Hi PreciousKitty, although I'm not married, I believe I would still have personnal, private situations if I were. If you do not want him to read any of your correspondences here then do what it takes to prevent it. :egypt:

Elisabeth888 03-12-2013 10:04 AM

Delete the history when you get off the computer too. It is under tools and options up at the top.

PreciousKitty 03-12-2013 10:14 AM


Originally Posted by Elisabeth888 (Post 3858515)
Delete the history when you get off the computer too. It is under tools and options up at the top.

That is a good idea but then I think he will become more suspicious.

Like I said, I need to take a good look at my marriage and I haven't wasnted to before.

Maybe this shoud be happening?

Thanks everyone!

Coldfusion 03-12-2013 10:20 AM

PK< some of the most resoundingly unpopular advice I have given here at SR has been to have one's partner read one's threads here.
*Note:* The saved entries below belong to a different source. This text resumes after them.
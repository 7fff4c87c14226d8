//! Snapshot binary - fetches metrics once and prints the chart data as JSON
//!
//! Usage:
//!   cargo run --bin snapshot
//!   cargo run --bin snapshot -- en      # axis labels in English
//!
//! Uses the same environment as the dashboard (MONITOR_API_URL, PREFERENCES_FILE).

use anyhow::{Context, Result};
use monitor_dashboard::api::ApiClient;
use monitor_dashboard::charts::{axis_labels_with, build_datasets, ChartKind};
use monitor_dashboard::config::Config;
use monitor_dashboard::i18n::{lookup, lookup_plain, Language, TranslationStore};
use monitor_dashboard::preferences::{FilePreferences, PreferenceStore, PREFERRED_LANGUAGE_KEY};
use serde_json::{json, Map, Value};
use tracing::info;

#[tokio::main]
async fn main() -> Result<()> {
    let _ = dotenvy::dotenv();

    tracing_subscriber::fmt()
        .with_env_filter(
            tracing_subscriber::EnvFilter::from_default_env()
                .add_directive("monitor_dashboard=info".parse()?),
        )
        .with_writer(std::io::stderr)
        .init();

    let config = Config::from_env()?;

    // Argument, then DASHBOARD_LANGUAGE, then the saved preference
    let language = match std::env::args().nth(1).or(config.language_override.clone()) {
        Some(code) => Language::resolve(&code),
        None => FilePreferences::open(&config.preferences_file)
            .get(PREFERRED_LANGUAGE_KEY)
            .map(|code| Language::resolve(&code))
            .unwrap_or_default(),
    };
    let table = TranslationStore::load(language);

    let client = ApiClient::new(&config)?;
    let snapshot = client
        .get_metrics()
        .await
        .context("Failed to fetch metrics")?;

    info!("Fetched metrics for {} hosts", snapshot.len());

    let mut charts = Map::new();
    for kind in ChartKind::ALL {
        let datasets = build_datasets(&snapshot, kind.field(), kind.palette());
        let labels = axis_labels_with(&datasets, |i| lookup(table, "chart.point", &[("index", i)]));
        charts.insert(
            kind.container_id().to_string(),
            json!({
                "title": lookup_plain(table, kind.title_key()),
                "labels": labels,
                "datasets": datasets,
            }),
        );
    }

    let output = json!({
        "language": language,
        "charts": Value::Object(charts),
    });
    println!("{}", serde_json::to_string_pretty(&output)?);

    Ok(())
}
So, in typical alcoholic fashion, I am going to try it again and expect different results.

:scorebad

If your husband INSISTS on reading your posts here at SR, have him start with this thread.

SereneEdition 03-12-2013 10:33 AM

One thing to think about - changes in early recovery can be quite significant and your husband may not be able to relate or really grasp how much a support group like 'SR' can really help.
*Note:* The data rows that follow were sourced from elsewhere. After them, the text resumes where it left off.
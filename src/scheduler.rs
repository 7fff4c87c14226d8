use crate::api::{ApiClient, ApiError};
use crate::charts::registry::RenderBackend;
use crate::dashboard::Dashboard;
use crate::preferences::PreferenceStore;
use crate::ui::document::Document;
use crate::ui::feedback::Feedback;
use anyhow::Result;
use std::sync::Arc;
use std::time::Duration;
use tokio::sync::Mutex;
use tokio_cron_scheduler::{Job, JobScheduler};
use tracing::{debug, error, info};

/// Dashboard shared between the poll job and the rest of the binary.
pub type SharedDashboard<D, P, B> = Arc<Mutex<Dashboard<D, P, B>>>;

/// Start a job fetching `/metrics` every `interval` and pushing it into the
/// dashboard.
pub async fn start_poller<D, P, B>(
    client: Arc<ApiClient>,
    dashboard: SharedDashboard<D, P, B>,
    interval: Duration,
) -> Result<JobScheduler>
where
    D: Document + Feedback + Send + 'static,
    P: PreferenceStore + Send + 'static,
    B: RenderBackend + Send + 'static,
    B::Handle: Send,
{
    let scheduler = JobScheduler::new().await?;

    info!("Scheduling metrics poll every {:?}", interval);

    let job = Job::new_repeated_async(interval, move |_uuid, _l| {
        let client = Arc::clone(&client);
        let dashboard = Arc::clone(&dashboard);

        Box::pin(async move {
            debug!("⏰ Metrics poll triggered");
            if let Err(e) = poll_once(&client, &*dashboard).await {
                error!("Metrics poll failed: {}", e);
            }
        })
    })?;

    scheduler.add(job).await?;
    scheduler.start().await?;
    info!("✓ Poller started");

    Ok(scheduler)
}

/// Fetch one snapshot and apply it. Failures are shown to the user and
/// returned.
///
/// The lock is not held while the request is in flight.
pub async fn poll_once<D, P, B>(client: &ApiClient, dashboard: &Mutex<Dashboard<D, P, B>>) -> Result<(), ApiError>
where
    D: Document + Feedback,
    P: PreferenceStore,
    B: RenderBackend,
{
    dashboard.lock().await.begin_refresh();

    match client.get_metrics().await {
        Ok(snapshot) => {
            debug!("Received metrics for {} hosts", snapshot.len());
            dashboard.lock().await.apply_snapshot(&snapshot);
            Ok(())
        }
        Err(e) => {
            dashboard.lock().await.report_error(&e);
            Err(e)
        }
    }
}

#[cfg(test)]
mod tests {
    use super::*;
    use crate::charts::text::TextBackend;
    use crate::config::Config;
    use crate::dashboard::mount_page;
    use crate::preferences::MemoryPreferences;
    use crate::retry::RetryConfig;
    use crate::ui::document::MemoryDocument;
    use wiremock::{
        matchers::{method, path},
        Mock, MockServer, ResponseTemplate,
    };

    type TestDashboard = Dashboard<MemoryDocument, MemoryPreferences, TextBackend>;

    fn client_for(server: &MockServer) -> ApiClient {
        let config = Config {
            api_base_url: format!("{}/api", server.uri()),
            request_timeout_secs: 5,
            poll_interval_secs: 1,
            preferences_file: "unused.json".to_string(),
            language_override: None,
        };
        ApiClient::new(&config)
            .unwrap()
            .with_retry(RetryConfig::new(1, Duration::from_millis(1)))
    }

    fn shared_dashboard() -> Mutex<TestDashboard> {
        let mut doc = MemoryDocument::new();
        mount_page(&mut doc, "/index.html");
        let mut dashboard = Dashboard::new(doc, MemoryPreferences::new(), TextBackend);
        dashboard.initialize();
        Mutex::new(dashboard)
    }

    #[tokio::test]
    async fn test_poll_once_applies_snapshot() {
        let server = MockServer::start().await;
        Mock::given(method("GET"))
            .and(path("/api/metrics"))
            .respond_with(ResponseTemplate::new(200).set_body_json(serde_json::json!({
                "10.0.0.1": {"cpu": [12.5, 40.0], "memory": [60.0, 61.0]}
            })))
            .mount(&server)
            .await;

        let dashboard = shared_dashboard();
        poll_once(&client_for(&server), &dashboard).await.unwrap();

        let guard = dashboard.lock().await;
        let cpu = guard.charts().get("cpuChart").unwrap();
        assert_eq!(cpu.datasets()[0].label, "10.0.0.1");
        assert_eq!(cpu.labels().len(), 2);
        assert!(!guard.document().is_loading("cpuChart"));
    }

    #[tokio::test]
    async fn test_poll_once_reports_failure() {
        let server = MockServer::start().await;
        Mock::given(method("GET"))
            .and(path("/api/metrics"))
            .respond_with(ResponseTemplate::new(500).set_body_json(serde_json::json!({"error": "ssh down"})))
            .mount(&server)
            .await;

        let dashboard = shared_dashboard();
        let err = poll_once(&client_for(&server), &dashboard).await.unwrap_err();
        assert!(matches!(err, ApiError::Backend { status: 500, .. }));

        let guard = dashboard.lock().await;
        let toast = guard.document().current_toast().unwrap();
        assert_eq!(toast.text, "请求失败: HTTP 500: ssh down");
        assert!(guard.charts().get("cpuChart").unwrap().datasets().is_empty());
    }
}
It's funny how when we're feeling insecure our imaginations can jump to assuming the worse.

On top of the great comments above, you might want to try getting him both to a safe place with similar support for himself - IE alanone, so that what you're doing isn't such an unknown (and frightening) mystery and he can see that, yes, a support group would add value.

He may also be feeling a little helpless as your taking your 'own' journey and that can trigger insecurities. Change is scary.

One thing to try - when he does something that is helpful for you sobriety, recognize it, both as a way to encourage more of the types of things that you need & to involve him so that he doesn't question is role in this :)

Nonsensical 03-12-2013 11:04 AM

Presumably when he saw that you were sending PMs, he also saw that your screen name is PK. Nothing is stopping him from making his own account here and reading all of your posts. (Even if he didn't see your screen name, I think he would start looking for you with a post called Spouse curious about me and this website . Might be a clue. Might be you leaving a trail of breadcrumbs...)

If anything you have ever posted in the public forum is still a secret from your husband, it's because he chose to leave it a secret. Or he's dumb as a fence post. (He was smart enough to hang onto you for 25 years, so I reject that notion.)

I encouraged my wife to make an account here and read what I was posting. So far she has made 2 accounts that I know of because she could not remember the first one. I have no idea if she logs on routinely to check up on me.

Michael66 03-12-2013 11:23 AM

I can understand his concerns Kitty - this is a public place and avatars may not be totally reliable covers. I think we always need to be careful in sharing personal information (either publicly or in PMS) and we need to be careful we're not breaking the confidences of those close to us. I know I wouldn't want my wife talking about me on the internet without me saying that it is OK.

RocketQueen 03-12-2013 01:42 PM

I can see both sides of the arguement and unfortunately it wouldn't be hard for him to sign up himself and do a bit of snooping in the public area. I don't know him, but I can't imagine it would be difficult for him to recognise some your posts.

The only thing I can suggest is to protect your private messages by frequently changing your password on a regular basis and ensuring you log out after each session.

Do you have SR on your phone? I find it great because it's descrete and you can access it anywhere, any time.

Also,
Have you actually sat down with him to show exactly what goes on here? (without being too specific, of course), explaining that it's 100% anonymous and that he shouldn't feel threatened for that reason?

Best of luck

RQ

soberlicious 03-12-2013 02:01 PM

Do you need to create an account to read the posts? I thought you could read everything as a guest, but could not post.

RocketQueen 03-12-2013 02:09 PM

You're probably right Soberlicious. I don't know. I haven't tried to read the forum without signing up.